Large language models (LLMs) such as ChatGPT and Bard could pose a threat to science due to false responses, Oxford AI researchers argue in a new paper, that insists that their use in scientific research should be restricted.
LLMs are deep learning models that power artificial intelligence (AI) chatbots and are capable of generating human-like text.
Researchers from the Oxford Internet Institute say that people are too trusting of these models and view them as a human-like resource.
“This is, in part, due to the design of LLMs as helpful, human-sounding agents that converse with users and answer seemingly any question with confident sounding, well-written text,” Brent Mittelstadt, director of research at the Oxford Internet Institute, said in a statement.
“The result of this is that users can easily be convinced that responses are accurate even when they have no basis in fact or present a biased or partial version of the truth,” he said.
Yet LLMs do not guarantee accurate responses and could give false information coming from the training data or could generate false information (known as a hallucination) while the tone of the output remains convincing to the user.
Why shouldn’t researchers trust LLMs?
While many responses from chatbots will be accurate, there is no guarantee, and false outputs can be caused by the datasets used to train these AI models.
For example, if the datasets, which often come from content on the internet, contain “false statements, opinions, jokes, creative writing” as the researchers say, this can prompt incorrect outputs.
Another problem is that LLMs are notoriously secretive about their datasets.
In an investigation, the Washington Post revealed, for instance, that the dataset of Bard - which is second to ChatGPT in popularity - included various internet forums, personal blogs and websites dedicated to entertainment like Screenrant.
For Mittelstadt, the main concern isn’t the very obvious hallucinations but rather outputs that are "slightly wrong or slightly biased, or where you need some specific expertise to tell that it's wrong," he told Euronews Next.
For example, that can be the case for references to scientific articles.
"One of the big problems is they will invent references completely where if you don't go back and look for the references, you won't realise that it's actually a completely fabricated paper. Or the reference might be right, but it might give you the wrong information about what the paper says," he said.

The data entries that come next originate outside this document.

use super::Scope;
use crate::error::StreamError;
use std::{fmt::Display, io::Write};

///
/// JsonWriter
///
/// Push encoder writing straight into the sink; nothing is buffered beyond
/// what the sink itself buffers.
///

pub struct JsonWriter<'w> {
    out: &'w mut dyn Write,
    stack: Vec<Scope>,
    indent: Option<String>,
}

impl<'w> JsonWriter<'w> {
    /// Compact writer: no whitespace between tokens.
    pub fn new(out: &'w mut dyn Write) -> Self {
        Self {
            out,
            stack: vec![Scope::EmptyDocument],
            indent: None,
        }
    }

    /// Pretty writer: one element per line, nested by `indent`.
    pub fn with_indent(out: &'w mut dyn Write, indent: impl Into<String>) -> Self {
        let indent = indent.into();

        Self {
            out,
            stack: vec![Scope::EmptyDocument],
            indent: (!indent.is_empty()).then_some(indent),
        }
    }

    pub fn begin_object(&mut self) -> Result<(), StreamError> {
        self.before_value()?;
        self.stack.push(Scope::EmptyObject);
        self.raw(b"{")
    }

    pub fn end_object(&mut self) -> Result<(), StreamError> {
        self.close(Scope::EmptyObject, Scope::NonEmptyObject, b"}")
    }

    pub fn begin_array(&mut self) -> Result<(), StreamError> {
        self.before_value()?;
        self.stack.push(Scope::EmptyArray);
        self.raw(b"[")
    }

    pub fn end_array(&mut self) -> Result<(), StreamError> {
        self.close(Scope::EmptyArray, Scope::NonEmptyArray, b"]")
    }

    /// Write an object key; the next call must write its value.
    pub fn name(&mut self, name: &str) -> Result<(), StreamError> {
        match self.top() {
            Scope::EmptyObject => {}
            Scope::NonEmptyObject => self.raw(b",")?,
            Scope::DanglingName => {
                return Err(StreamError::IllegalState("name written while a value is pending"));
            }
            _ => return Err(StreamError::IllegalState("name written outside an object")),
        }

        self.newline()?;
        self.set_top(Scope::DanglingName);
        self.quoted(name)
    }

    pub fn string_value(&mut self, value: &str) -> Result<(), StreamError> {
        self.before_value()?;
        self.quoted(value)
    }

    pub fn bool_value(&mut self, value: bool) -> Result<(), StreamError> {
        let text: &[u8] = if value { b"true" } else { b"false" };

        self.before_value()?;
        self.raw(text)
    }

    pub fn null_value(&mut self) -> Result<(), StreamError> {
        self.before_value()?;
        self.raw(b"null")
    }

    pub fn i64_value(&mut self, value: i64) -> Result<(), StreamError> {
        self.number(value)
    }

    pub fn u64_value(&mut self, value: u64) -> Result<(), StreamError> {
        self.number(value)
    }

    pub fn f64_value(&mut self, value: f64) -> Result<(), StreamError> {
        if !value.is_finite() {
            return Err(StreamError::NonFiniteNumber(value));
        }

        self.number(value)
    }

    pub fn f32_value(&mut self, value: f32) -> Result<(), StreamError> {
        if !value.is_finite() {
            return Err(StreamError::NonFiniteNumber(f64::from(value)));
        }

        self.number(value)
    }

    /// Check the document is complete and flush the sink.
    pub fn finish(&mut self) -> Result<(), StreamError> {
        if self.stack.as_slice() != [Scope::NonEmptyDocument] {
            return Err(StreamError::IllegalState("incomplete document"));
        }

        self.out.flush()?;

        Ok(())
    }

    //
    // helpers
    //

    fn number(&mut self, value: impl Display) -> Result<(), StreamError> {
        self.before_value()?;
        write!(self.out, "{value}")?;

        Ok(())
    }

    fn before_value(&mut self) -> Result<(), StreamError> {
        match self.top() {
            Scope::EmptyDocument => self.set_top(Scope::NonEmptyDocument),
            Scope::NonEmptyDocument => {
                return Err(StreamError::IllegalState(
                    "document already holds a top-level value",
                ));
            }
            Scope::EmptyArray => {
                self.set_top(Scope::NonEmptyArray);
                self.newline()?;
            }
            Scope::NonEmptyArray => {
                self.raw(b",")?;
                self.newline()?;
            }
            Scope::DanglingName => {
                let separator: &[u8] = if self.indent.is_some() { b": " } else { b":" };
                self.raw(separator)?;
                self.set_top(Scope::NonEmptyObject);
            }
            Scope::EmptyObject | Scope::NonEmptyObject => {
                return Err(StreamError::IllegalState("value written without a name"));
            }
        }

        Ok(())
    }

    fn close(&mut self, empty: Scope, non_empty: Scope, bracket: &[u8]) -> Result<(), StreamError> {
        let top = self.top();
        if top == Scope::DanglingName {
            return Err(StreamError::IllegalState("dangling name"));
        }
        if top != empty && top != non_empty {
            return Err(StreamError::IllegalState("nesting problem"));
        }

        self.stack.pop();
        if top == non_empty {
            self.newline()?;
        }

        self.raw(bracket)
    }

    fn newline(&mut self) -> Result<(), StreamError> {
        let Some(indent) = &self.indent else {
            return Ok(());
        };

        let depth = self.stack.len().saturating_sub(1);
        self.out.write_all(b"\n")?;
        for _ in 0..depth {
            self.out.write_all(indent.as_bytes())?;
        }

        Ok(())
    }

    fn quoted(&mut self, value: &str) -> Result<(), StreamError> {
        serde_json::to_writer(&mut *self.out, value).map_err(std::io::Error::from)?;

        Ok(())
    }

    fn raw(&mut self, bytes: &[u8]) -> Result<(), StreamError> {
        self.out.write_all(bytes)?;

        Ok(())
    }

    fn top(&self) -> Scope {
        self.stack.last().copied().unwrap_or(Scope::NonEmptyDocument)
    }

    fn set_top(&mut self, scope: Scope) {
        if let Some(top) = self.stack.last_mut() {
            *top = scope;
        }
    }
}

///
/// TESTS
///

#[cfg(test)]
mod tests {
    use super::*;

    fn compact(f: impl FnOnce(&mut JsonWriter<'_>) -> Result<(), StreamError>) -> String {
        let mut buf = Vec::new();
        let mut writer = JsonWriter::new(&mut buf);
        f(&mut writer).unwrap();
        writer.finish().unwrap();

        String::from_utf8(buf).unwrap()
    }

    #[test]
    fn writes_nested_structures() {
        let out = compact(|w| {
            w.begin_object()?;
            w.name("a")?;
            w.begin_array()?;
            w.i64_value(-1)?;
            w.u64_value(2)?;
            w.begin_object()?;
            w.end_object()?;
            w.end_array()?;
            w.name("b")?;
            w.null_value()?;
            w.name("c")?;
            w.bool_value(false)?;
            w.end_object()
        });

        assert_eq!(out, r#"{"a":[-1,2,{}],"b":null,"c":false}"#);
    }

    #[test]
    fn escapes_strings() {
        let out = compact(|w| w.string_value("quote\" slash\\ nl\n tab\t"));

        assert_eq!(out, r#""quote\" slash\\ nl\n tab\t""#);
    }

    #[test]
    fn indents_when_asked() {
        let mut buf = Vec::new();
        let mut writer = JsonWriter::with_indent(&mut buf, "  ");
        writer.begin_object().unwrap();
        writer.name("a").unwrap();
        writer.begin_array().unwrap();
        writer.i64_value(1).unwrap();
        writer.end_array().unwrap();
        writer.name("b").unwrap();
        writer.begin_object().unwrap();
        writer.end_object().unwrap();
        writer.end_object().unwrap();
        writer.finish().unwrap();

        assert_eq!(
            String::from_utf8(buf).unwrap(),
            "{\n  \"a\": [\n    1\n  ],\n  \"b\": {}\n}"
        );
    }

    #[test]
    fn rejects_name_outside_object() {
        let mut buf = Vec::new();
        let mut writer = JsonWriter::new(&mut buf);

        assert!(matches!(
            writer.name("x"),
            Err(StreamError::IllegalState(_))
        ));
    }

    #[test]
    fn rejects_value_without_name() {
        let mut buf = Vec::new();
        let mut writer = JsonWriter::new(&mut buf);
        writer.begin_object().unwrap();

        assert!(writer.i64_value(1).is_err());
    }

    #[test]
    fn rejects_dangling_name_on_close() {
        let mut buf = Vec::new();
        let mut writer = JsonWriter::new(&mut buf);
        writer.begin_object().unwrap();
        writer.name("x").unwrap();

        assert!(matches!(
            writer.end_object(),
            Err(StreamError::IllegalState("dangling name"))
        ));
    }

    #[test]
    fn rejects_second_top_level_value() {
        let mut buf = Vec::new();
        let mut writer = JsonWriter::new(&mut buf);
        writer.bool_value(true).unwrap();

        assert!(writer.bool_value(true).is_err());
    }

    #[test]
    fn rejects_incomplete_document() {
        let mut buf = Vec::new();
        let mut writer = JsonWriter::new(&mut buf);
        writer.begin_array().unwrap();

        assert!(writer.finish().is_err());
    }

    #[test]
    fn rejects_non_finite_numbers() {
        let mut buf = Vec::new();
        let mut writer = JsonWriter::new(&mut buf);

        assert!(matches!(
            writer.f64_value(f64::NAN),
            Err(StreamError::NonFiniteNumber(_))
        ));
    }

    #[test]
    fn sink_failure_surfaces_as_io() {
        struct Broken;

        impl Write for Broken {
            fn write(&mut self, _: &[u8]) -> std::io::Result<usize> {
                Err(std::io::Error::other("disk gone"))
            }

            fn flush(&mut self) -> std::io::Result<()> {
                Ok(())
            }
        }

        let mut sink = Broken;
        let mut writer = JsonWriter::new(&mut sink);

        assert!(matches!(writer.begin_object(), Err(StreamError::Io(_))));
    }
}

“I look at ChatGPT and language models as a very unreliable research assistant. So anything that it gives me, I will always fact-check it and I will always make sure that it is true,” he added.
What are the solutions?
ChatGPT warns users that the chatbot may give inaccurate information.

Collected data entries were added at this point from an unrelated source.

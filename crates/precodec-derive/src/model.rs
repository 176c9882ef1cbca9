use darling::{FromDeriveInput, FromField, ast::Data, util::Ignored};
use precodec_schema::{
    field::FieldDef,
    identity::TypeIdentity,
    model::{Construction, ModelDef},
};
use proc_macro2::{Ident, TokenStream};
use syn::{DeriveInput, Generics, Path, Type, Visibility};

///
/// CodecInput
///

#[derive(FromDeriveInput)]
#[darling(attributes(codec), supports(struct_named))]
struct CodecInput {
    ident: Ident,
    vis: Visibility,
    generics: Generics,
    data: Data<Ignored, CodecField>,

    #[darling(default)]
    accumulate: bool,

    #[darling(default)]
    namespace: Option<String>,
}

///
/// CodecField
///

#[derive(FromField)]
#[darling(attributes(codec))]
struct CodecField {
    ident: Option<Ident>,
    ty: Type,

    #[darling(default)]
    rename: Option<String>,

    #[darling(multiple)]
    alias: Vec<String>,

    #[darling(default)]
    skip: bool,

    #[darling(default)]
    with: Option<Path>,
}

pub fn derive_codec(input: TokenStream) -> TokenStream {
    let input: DeriveInput = match syn::parse2(input) {
        Ok(input) => input,
        Err(err) => return err.to_compile_error(),
    };

    let input = match CodecInput::from_derive_input(&input) {
        Ok(input) => input,
        Err(err) => return err.write_errors(),
    };

    let span = input.ident.span();
    let model = match model_def(input) {
        Ok(model) => model,
        Err(err) => return err.write_errors(),
    };

    precodec_build::generate(&model)
        .unwrap_or_else(|err| syn::Error::new(span, err.to_string()).to_compile_error())
}

fn model_def(input: CodecInput) -> darling::Result<ModelDef> {
    let identity = TypeIdentity::new(
        input.namespace.unwrap_or_default(),
        input.ident.to_string(),
    );
    let Data::Struct(body) = input.data else {
        return Err(darling::Error::unsupported_shape("enum"));
    };

    let mut fields = Vec::new();
    let mut skipped = Vec::new();

    for field in body.fields {
        let Some(member) = field.ident else {
            return Err(darling::Error::unsupported_shape("tuple struct"));
        };

        if field.skip {
            skipped.push(member);
            continue;
        }

        let mut def = FieldDef::new(member, field.ty);
        if let Some(name) = field.rename {
            def = def.rename(name);
        }
        for alias in field.alias {
            def = def.alias(alias);
        }
        if let Some(path) = field.with {
            def = def.with(path);
        }

        fields.push(def);
    }

    Ok(ModelDef {
        identity,
        vis: input.vis,
        generics: input.generics,
        fields,
        skipped,
        construction: if input.accumulate {
            Construction::Accumulate
        } else {
            Construction::Default
        },
    })
}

Yet the researchers recommend using the large language model not as a “knowledge-base” but rather as a “zero-shot translator”.
“It is when you're giving the model a set of inputs that contain some reliable information or data, plus some request to do something with that data. And it's called zero-shot translation because the model has not been trained specifically to deal with that type of prompt,” said Mittelstadt.

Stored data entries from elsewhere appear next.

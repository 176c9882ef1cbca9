use crate::CodecBuilder;
use proc_macro2::TokenStream;
use quote::quote;

pub fn generate(builder: &CodecBuilder<'_>) -> TokenStream {
    let mut tokens = quote!();
    tokens.extend(factory(builder));
    tokens.extend(codable(builder));

    tokens
}

// Claims exactly the model's own parameterization; anything else is a miss.
fn factory(builder: &CodecBuilder<'_>) -> TokenStream {
    let rt = &builder.rt;
    let model = builder.model;
    let vis = &model.vis;
    let codec_ident = model.identity.codec_ident();
    let factory_ident = model.identity.factory_ident();
    let generics = &model.generics;
    let (impl_generics, ty_generics, _) = generics.split_for_impl();
    let model_ty = builder.model_ty();
    let struct_where = builder.struct_where();
    let impl_where = builder.impl_where();

    quote! {
        #vis struct #factory_ident #generics #struct_where {
            _model: ::core::marker::PhantomData<fn() -> #model_ty>,
        }

        impl #impl_generics #factory_ident #ty_generics #struct_where {
            #[must_use]
            #vis const fn new() -> Self {
                Self {
                    _model: ::core::marker::PhantomData,
                }
            }
        }

        impl #impl_generics ::core::default::Default for #factory_ident #ty_generics #struct_where {
            fn default() -> Self {
                Self::new()
            }
        }

        impl #impl_generics #rt::registry::CodecFactory for #factory_ident #ty_generics #impl_where {
            fn create(
                &self,
                registry: &#rt::registry::Registry,
                token: &#rt::registry::TypeToken,
            ) -> ::core::option::Option<
                ::core::result::Result<#rt::codec::ErasedCodec, #rt::error::ResolveError>
            > {
                let own = #rt::registry::TypeToken::of::<#model_ty>();
                if token.raw_name() != own.raw_name() || *token != own {
                    return ::core::option::Option::None;
                }

                ::core::option::Option::Some(<#codec_ident #ty_generics>::new(registry).map(|codec| {
                    #rt::codec::ErasedCodec::new::<#model_ty>(::std::sync::Arc::new(codec))
                }))
            }
        }
    }
}

// static fallback used when no registered factory claims the model
fn codable(builder: &CodecBuilder<'_>) -> TokenStream {
    let rt = &builder.rt;
    let model = builder.model;
    let codec_ident = model.identity.codec_ident();
    let (impl_generics, ty_generics, _) = model.generics.split_for_impl();
    let model_ty = builder.model_ty();
    let impl_where = builder.impl_where();

    quote! {
        impl #impl_generics #rt::codec::Codable for #model_ty #impl_where {
            fn default_codec(
                registry: &#rt::registry::Registry,
            ) -> ::core::result::Result<
                ::std::sync::Arc<dyn #rt::codec::Codec<Self>>,
                #rt::error::ResolveError,
            > {
                let codec = <#codec_ident #ty_generics>::new(registry)?;

                ::core::result::Result::Ok(::std::sync::Arc::new(codec))
            }
        }
    }
}

///
/// TESTS
///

That would mean rewriting a text in a more accessible language, “curating data” or “translating data from one format to another”.
“The way in which LLMs are used matters. In the scientific community, it is vital that we have confidence in factual information, so it is important to use LLMs responsibly. If LLMs are used to generate and disseminate scientific articles, serious harm could result," said Sandra Wachter, a study’s co-author.
The Oxford researchers are not the only ones who say that guardrails are needed when it comes to using ChatGPT in science.
Nature, the world’s leading scientific publication, decided at the beginning of the year that “no LLM tool will be accepted as a credited author on a research paper” as a liability issue.
Moreover, Nature required the authors to disclose the use of a large language model in a section of their paper for transparency.